Among the various tools and techniques, enzyme activity analysis has been employed by Clegg et al. (2006), Bastida et al. (2007), Udawatta et al. (2009), Lodhi et al. (2000) and Taylor et al. (2002). Soil enzymes exhibit potential for microbial activity and can affect the rate of nutrient return (Sinsabaugh, 1994; Sajjad et al., 2002). They can serve as an index for spatio-temporal changes in the environmental conditions because of their rapid response, even to small changes, before such changes are expressed in the organic matter content (Prietzel, 2001) and in the size of microbial biomass (Caldwell et al., 1999). Soil enzyme activity is associated with living microorganisms which possess intracellular as well as extracellular activities (Li and Sarah, 2003). Therefore, enzyme activities are frequently utilized as biological indicators for soil quality and as a general indicator of microbial activity (Killham and Staddon, 2002). These biochemical processes affect the soil biological and fertility level in the long run which help the farmers (Wyszkowska and Kucharski, 2003).

In the present study extracellular enzymes in soils, β-glucosidase (EC 3.2.1.21) and urease (EC 3.5.1.5) as former being involved in the enzymatic degradation of cellulose, the main component of plant polysaccharides while later being involved in metabolism of nitrogen were assessed as bioindicators of soil health with altitudes of agricultural soil of Almora district of Central Himalaya.


MATERIALS AND METHODS

Site description and soil sampling: Soil samples were collected from Almora district of Uttarakhand, India (79°50.33” to 81°10” E longitude and 29°29.22” to 29°35.18” N latitude) which has an area reported under utilization of about 4,64,942 hectares with forest cover of 50.8% and net sown area 28.5% in 2007-08 (http://www.indiaagristat.com/default.aspx). The altitude of the study site varies from 3000 to 8450 feet above sea level with a dry period normally spanning from March to June, a rainy season from July to September and a winter season from October to February. The average temperature is 24°C, varying with the altitude and the natural vegetation is largely sal (Shorea robusta Gaertn.), pine (Pinus roxburghii Sarg.), mixed oak (Quercus leucotrichophora A. Camus), broadleaved oak and deodar (Cedrus deodara Loud.). The area is well populated having a population of 630567 (Datanet India Pvt. Ltd., Delhi) with agriculture as major activity dispersed along the slope. The principal crops are wheat, rice, barley, manduwa, gahat, rajma, black soyabean. The agriculture of the area depends mainly on rain for irrigation of the field. But in some area there is availability of the canals and seeping water. The soils belong to Inceptisols, Entisols, Mollisols and Alfisols in different regions (Singh and Singh, 1992).

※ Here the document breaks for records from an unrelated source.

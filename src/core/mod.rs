pub mod backup;
pub mod export;
pub mod filter;
pub mod import;
pub mod log;
pub mod places;
pub mod session;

A total of seventy two soil samples were collected during October 2010 from sites around Almora, Uttarakhand, India before tilling the soil (Fig. 1). The samples were collected following the standard soil sampling procedure and then transported to the laboratory at Department of Soil Science and Agricultural Chemistry, Institute of Agricultural Sciences, Banaras Hindu University, Varanasi in isothermic bags. Soil samples were divided in two parts. One part of the samples were air dried and processed for chemical analysis; another part of the soil samples were stored at 4°C for biological analysis.

Image for - Influence of Altitudes on Activity of Soil Health Bioindicators β-glucosidase and Urease in Agricultural Soils of Almora District of Central Himalaya
Fig. 1: Almora district of Uttaranchal, India. Image for - Influence of Altitudes on Activity of Soil Health Bioindicators β-glucosidase and Urease in Agricultural Soils of Almora District of Central Himalaya Sampling site

Chemical analysis: Soil samples were analyzed for pH in a soil solution of ratio 1:2.5 wt:vol, with a glass electrode (Jackson, 1973); oxidizable SOC (Walkley and Black, 1934); Kjeldahl N by Semi-Autoanalyser (Model 2200), available P following the Olsen et al. (1954) method and available K by 1 N NH4OAc using a flame photometer (Jackson, 1973).

Enzymatic assay: Extracellular enzyme, β-glucosidase and urease activities were assessed in soil. β-Glucosidase (EC 3.2.1.21) was assayed by following the method as described by Hayano (1973) using the substrate analogue para-nitrophenyl-β-d-glucopyranoside (pNPG) and urease (EC 3.5.1.5) by the method of Tabatabai (1982).

A generalization regarding the action of these soil enzymes for clear under standing has been given in Table 1.

Statistical analysis: Values of a particular characteristic of soil obtained from analysis of soil samples of different locations at same altitudes were pooled together. Analyses were made in three replications.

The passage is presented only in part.